The planned tie-up between Boeing Co. and Embraer SA will result in stiffer competition for the Airbus-controlled C Series and Bombardier Inc.’s regional aircraft business, industry observers said Thursday.
Boeing will own 80 per cent of the joint venture valued at $4.75 billion US and Embraer the remaining 20 per cent. The deal is expected to close toward the end of 2019.
The partnership is a direct response to Airbus partnering with Bombardier on the C Series, its largest commercial aircraft, analysts say.
“This is really about the C Series,” said Richard Aboulafia of the Teal Group.
Getting the support of one of the world’s largest aircraft makers restores equilibrium to a commercial aircraft market following the Airbus-Bombardier joint venture that closed on Sunday, he said.
Gaining Boeing’s help was essential to help Embraer restore the competitiveness of its largest commercial planes against the CS100, Aboulafia said in an interview.
In order to really challenge the C Series, Aboulafia said Embraer had to restore the cost competitiveness of its larger 190 and 195 E2 regional jets.
“I think Embraer realized that with Airbus’ help, the C Series was suddenly far more competitive in its sales campaigns. If you want to look at a single smoking gun behind today’s announcement, that’s it.”
Ninety per cent of the deal is aimed at reducing Embraer’s cost base by using Boeing’s leverage to force supplier deals that will allow the Brazilian company to more aggressively compete with the C Series for orders, he said.
Airbus forced Embraer’s hands, agreed Ernie Arvai, a partner at commercial aviation consultancy AirInsight.
“It’s a more equal competition than having Embraer alone against Airbus,” he said.
Arvai said the Boeing joint venture won’t necessarily be smooth sailing because of the vastly different corporate cultures and organizational structure of the two companies.
But he said Bombardier can hold its own — as it has shown by recently winning regional jet orders from Delta Airlines and American Airlines — as long as scope clauses remain in the United States that limit the size of aircraft that an airline can contract out to a regional airline.
That gives Bombardier’s CRJ 700 and 900s an advantage over Embraer’s E175 E2.
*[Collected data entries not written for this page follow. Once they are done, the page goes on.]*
impl CacheManager {
    /// Create a cache. Nothing runs until [`initialize`](Self::initialize).
    pub fn new(config: CacheConfig, remote: Option<Arc<dyn RemoteCacheStore>>) -> Self {
        let (shutdown, _) = broadcast::channel(1);
        Self {
            config,
            local: DashMap::new(),
            remote,
            remote_connected: AtomicBool::new(false),
            access_clock: AtomicU64::new(0),
            stats: AtomicCacheStats::default(),
            started_at: Instant::now(),
            shutdown,
            sweeper: Mutex::new(None),
        }
    }

    /// Connect the remote tier (once) and start the background sweep.
    ///
    /// A remote connection failure is logged and the cache continues in
    /// local-only mode; it is never retried.
    pub async fn initialize(self: &Arc<Self>) {
        if let Some(remote) = &self.remote {
            match remote.connect().await {
                Ok(()) => {
                    self.remote_connected.store(true, Ordering::Release);
                    info!(tier = remote.name(), "Remote cache tier connected");
                }
                Err(e) => {
                    warn!(
                        tier = remote.name(),
                        error = %e,
                        "Remote cache tier unavailable, continuing with local cache only"
                    );
                }
            }
        }
        self.start_sweeper();
    }

    fn start_sweeper(self: &Arc<Self>) {
        let mut slot = self.sweeper.lock();
        if slot.is_some() {
            return;
        }

        let cache = Arc::downgrade(self);
        let mut shutdown_rx = self.shutdown.subscribe();
        let period = self.config.sweep_interval();

        *slot = Some(tokio::spawn(async move {
            let mut ticker = tokio::time::interval_at(tokio::time::Instant::now() + period, period);
            loop {
                tokio::select! {
                    _ = ticker.tick() => {
                        let Some(cache) = cache.upgrade() else { break };
                        let report = cache.run_sweep();
                        if report.expired > 0 || report.evicted > 0 {
                            debug!(
                                expired = report.expired,
                                evicted = report.evicted,
                                remaining = cache.len(),
                                "Cache sweep"
                            );
                        }
                    }
                    _ = shutdown_rx.recv() => {
                        break;
                    }
                }
            }
        }));
    }

    /// Stop the background sweep
    pub async fn close(&self) {
        let _ = self.shutdown.send(());
        let handle = self.sweeper.lock().take();
        if let Some(handle) = handle {
            let _ = handle.await;
        }
    }

    /// Whether reads and writes go to the remote tier
    #[inline]
    pub fn remote_connected(&self) -> bool {
        self.remote_connected.load(Ordering::Acquire)
    }

    fn active_remote(&self) -> Option<&Arc<dyn RemoteCacheStore>> {
        self.remote.as_ref().filter(|_| self.remote_connected())
    }

    #[inline]
    fn next_tick(&self) -> u64 {
        self.access_clock.fetch_add(1, Ordering::Relaxed) + 1
    }

    fn remote_failed(&self, op: &'static str, key: &str, err: &Error) {
        AtomicCacheStats::bump(&self.stats.remote_errors, 1);
        warn!(op, key, error = %err, "Remote cache tier error, using local tier");
    }

    /// Local lookup with lazy expiry; updates access statistics on hit
    fn get_local(&self, key: &str) -> Option<String> {
        let now = Instant::now();
        let tick = self.next_tick();

        let found = match self.local.get_mut(key) {
            Some(mut entry) if entry.is_valid_at(now) => {
                entry.touch(tick);
                Some(entry.value.clone())
            }
            Some(_) => None,
            None => return None,
        };

        if found.is_none()
            && self
                .local
                .remove_if(key, |_, entry| !entry.is_valid_at(now))
                .is_some()
        {
            AtomicCacheStats::bump(&self.stats.expirations, 1);
        }
        found
    }

    async fn get_payload(&self, key: &str) -> Option<String> {
        if let Some(remote) = self.active_remote() {
            match remote.get(key).await {
                Ok(Some(payload)) => {
                    let tick = self.next_tick();
                    if let Some(mut entry) = self.local.get_mut(key) {
                        entry.touch(tick);
                    }
                    return Some(payload);
                }
                Ok(None) => {}
                Err(e) => self.remote_failed("get", key, &e),
            }
        }
        self.get_local(key)
    }

    /// Look up a value. Expired, missing and undecodable entries read as
    /// `None` and count as misses.
    pub async fn get<T: DeserializeOwned>(&self, key: &str) -> Option<T> {
        let decoded = match self.get_payload(key).await {
            Some(payload) => match serde_json::from_str(&payload) {
                Ok(value) => Some(value),
                Err(e) => {
                    warn!(key, error = %e, "Dropping undecodable cache entry");
                    self.local.remove(key);
                    None
                }
            },
            None => None,
        };

        let counter = if decoded.is_some() {
            &self.stats.hits
        } else {
            &self.stats.misses
        };
        AtomicCacheStats::bump(counter, 1);
        decoded
    }

    /// Store a value for `ttl_seconds` (0 = never expires).
    ///
    /// Only a value that cannot be serialized is an error; remote-tier
    /// failures are logged and the value is kept locally.
    pub async fn set<T: Serialize + ?Sized>(
        &self,
        key: &str,
        value: &T,
        ttl_seconds: u64,
    ) -> Result<()> {
        let payload = serde_json::to_string(value)?;

        if let Some(remote) = self.active_remote() {
            if let Err(e) = remote.set(key, &payload, ttl_seconds).await {
                self.remote_failed("set", key, &e);
            }
        }

        let tick = self.next_tick();
        self.local.insert(
            key.to_string(),
            CacheEntry::new(key.to_string(), payload, ttl_seconds, tick),
        );
        AtomicCacheStats::bump(&self.stats.sets, 1);
        Ok(())
    }

    /// Store a value with the configured default TTL
    pub async fn set_default<T: Serialize + ?Sized>(&self, key: &str, value: &T) -> Result<()> {
        self.set(key, value, self.config.default_ttl_secs).await
    }

    /// Remove a key from both tiers, returning whether it was cached locally
    pub async fn delete(&self, key: &str) -> bool {
        if let Some(remote) = self.active_remote() {
            if let Err(e) = remote.delete(key).await {
                self.remote_failed("delete", key, &e);
            }
        }
        let removed = self.local.remove(key).is_some();
        if removed {
            AtomicCacheStats::bump(&self.stats.deletes, 1);
        }
        removed
    }

    /// Remove every key from both tiers
    pub async fn clear(&self) {
        if let Some(remote) = self.active_remote() {
            if let Err(e) = remote.flush().await {
                self.remote_failed("flush", "*", &e);
            }
        }
        let removed = self.local.len();
        self.local.clear();
        debug!(removed, "Cache cleared");
    }

    /// Remove keys matching a glob (`*` any run, `?` one character).
    ///
    /// Returns the number of local keys removed. Remote keys are removed too
    /// when the remote tier can enumerate keys.
    pub async fn clear_pattern(&self, pattern: &str) -> Result<usize> {
        let matcher = glob_to_regex(pattern)?;

        let doomed: Vec<String> = self
            .local
            .iter()
            .filter(|entry| matcher.is_match(entry.key()))
            .map(|entry| entry.key().clone())
            .collect();
        let removed = doomed
            .iter()
            .filter(|key| self.local.remove(key.as_str()).is_some())
            .count();
        AtomicCacheStats::bump(&self.stats.deletes, removed as u64);

        if let Some(remote) = self.active_remote() {
            match remote.keys(pattern).await {
                Ok(keys) => {
                    for key in keys {
                        if let Err(e) = remote.delete(&key).await {
                            self.remote_failed("delete", &key, &e);
                        }
                    }
                }
                Err(Error::Unsupported { .. }) => {
                    debug!(pattern, "Remote tier cannot enumerate keys, local tier only");
                }
                Err(e) => self.remote_failed("keys", pattern, &e),
            }
        }

        Ok(removed)
    }

    /// Whether a live entry exists. Does not touch statistics.
    pub async fn exists(&self, key: &str) -> bool {
        let now = Instant::now();
        if self
            .local
            .get(key)
            .map(|entry| entry.is_valid_at(now))
            .unwrap_or(false)
        {
            return true;
        }
        match self.active_remote() {
            Some(remote) => matches!(remote.get(key).await, Ok(Some(_))),
            None => false,
        }
    }

    /// Remaining lifetime in seconds: −1 never expires, −2 not found
    pub fn get_ttl(&self, key: &str) -> i64 {
        let now = Instant::now();
        let remaining = match self.local.get(key) {
            Some(entry) if entry.is_valid_at(now) => entry.remaining_ttl_secs(now),
            Some(_) => {
                if self
                    .local
                    .remove_if(key, |_, entry| !entry.is_valid_at(now))
                    .is_some()
                {
                    AtomicCacheStats::bump(&self.stats.expirations, 1);
                }
                return -2;
            }
            None => return -2,
        };
        match remaining {
            Some(secs) => secs as i64,
            None => -1,
        }
    }

    /// Round-trip a sentinel key through every active tier
    pub async fn health_check(&self) -> bool {
        let probe = format!("{}", self.next_tick());

        let tick = self.next_tick();
        self.local.insert(
            HEALTH_CHECK_KEY.to_string(),
            CacheEntry::new(HEALTH_CHECK_KEY.to_string(), probe.clone(), 10, tick),
        );
        let local_ok = self
            .local
            .remove(HEALTH_CHECK_KEY)
            .map(|(_, entry)| entry.value == probe)
            .unwrap_or(false);

        let remote_ok = match self.active_remote() {
            Some(remote) => {
                let round_trip = async {
                    remote.set(HEALTH_CHECK_KEY, &probe, 10).await?;
                    let echoed = remote.get(HEALTH_CHECK_KEY).await?;
                    remote.delete(HEALTH_CHECK_KEY).await?;
                    Ok::<bool, Error>(echoed.as_deref() == Some(probe.as_str()))
                };
                match round_trip.await {
                    Ok(ok) => ok,
                    Err(e) => {
                        warn!(error = %e, "Remote cache health check failed");
                        false
                    }
                }
            }
            None => true,
        };

        local_ok && remote_ok
    }

    /// Number of local entries, expired ones included until swept
    pub fn len(&self) -> usize {
        self.local.len()
    }

    /// Whether the local tier is empty
    pub fn is_empty(&self) -> bool {
        self.local.is_empty()
    }

    /// Statistics snapshot
    pub fn get_stats(&self) -> CacheStats {
        let overhead = self.config.entry_overhead_bytes;
        let memory_usage_bytes = self
            .local
            .iter()
            .map(|entry| entry.size_bytes(overhead))
            .sum();

        let hits = self.stats.hits.load(Ordering::Relaxed);
        let misses = self.stats.misses.load(Ordering::Relaxed);
        let lookups = hits + misses;
        let hit_rate = if lookups == 0 {
            0.0
        } else {
            (hits as f64 / lookups as f64 * 100.0 * 100.0).round() / 100.0
        };

        CacheStats {
            total_keys: self.local.len(),
            memory_usage_bytes,
            hits,
            misses,
            hit_rate,
            sets: self.stats.sets.load(Ordering::Relaxed),
            deletes: self.stats.deletes.load(Ordering::Relaxed),
            expirations: self.stats.expirations.load(Ordering::Relaxed),
            evictions: self.stats.evictions.load(Ordering::Relaxed),
            remote_errors: self.stats.remote_errors.load(Ordering::Relaxed),
            uptime: self.started_at.elapsed(),
            remote_connected: self.remote_connected(),
        }
    }

    /// One sweep pass: drop expired entries, then evict least-recently
    /// accessed entries until the local tier is back at its ceiling.
    ///
    /// Works from a snapshot; entries touched after the snapshot was taken
    /// are left alone.
    pub fn run_sweep(&self) -> SweepReport {
        let now = Instant::now();
        let snapshot: Vec<(String, bool, u64)> = self
            .local
            .iter()
            .map(|entry| (entry.key().clone(), entry.is_valid_at(now), entry.access_tick))
            .collect();

        let mut report = SweepReport::default();
        let mut live = Vec::with_capacity(snapshot.len());
        for (key, valid, tick) in snapshot {
            if valid {
                live.push((key, tick));
            } else if self
                .local
                .remove_if(&key, |_, entry| !entry.is_valid_at(now))
                .is_some()
            {
                report.expired += 1;
            }
        }

        if self.local.len() > self.config.max_entries {
            live.sort_by_key(|(_, tick)| *tick);
            for (key, tick) in live {
                if self.local.len() <= self.config.max_entries {
                    break;
                }
                if self
                    .local
                    .remove_if(&key, |_, entry| entry.access_tick == tick)
                    .is_some()
                {
                    report.evicted += 1;
                }
            }
        }

        AtomicCacheStats::bump(&self.stats.expirations, report.expired as u64);
        AtomicCacheStats::bump(&self.stats.evictions, report.evicted as u64);
        report
    }
}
While Embraer will be backed by a company with deep pockets, he said Boeing can’t react as quickly or provide the same level of personalized attention that Bombardier can.
Arvai said there is a window of opportunity for Bombardier to remain quite competitive.
“I think you’re always worried when you have a company with deep pockets but I don’t think I would panic at this point.”
But Walter Spracklin of RBC Capital Markets said Bombardier’s regional aircraft could be at a disadvantage as it competes alone against Embraer, which will have more sales and marketing clout through the American aerospace giant.
“Nevertheless, we see Bombardier’s regional jets as having a competitive cost element — and we are maintaining our (already muted) sales forecasts in regional aircraft,” he wrote in a report.
Benoit Poirier of Desjardins Capital Markets said Embraer will also have financial support to pursue new “growth initiatives” in the business jet segment and possibly a turboprop to compete with Bombardier’s Q400.
“On the positive side, the commercial aircraft industry will evolve from four key players to two, which should bring a more rational pricing dynamic, in our view,” he wrote.
Bombardier has a year and half to be aggressive in the market before any Boeing deal is finalized, added Karl Moore, professor at McGill University’s Desautels Faculty of Management.
Without the shadow of the C Series, Bombardier can attract attention to its regional aircraft as recreational products division BRP Inc. did when it split in 2003 from the transportation giant and now thrives.
“They had all of the attention and that can be good.”
On the Toronto Stock Exchange, Bombardier’s shares gained 3.6 per cent at $5.18 in afternoon trading.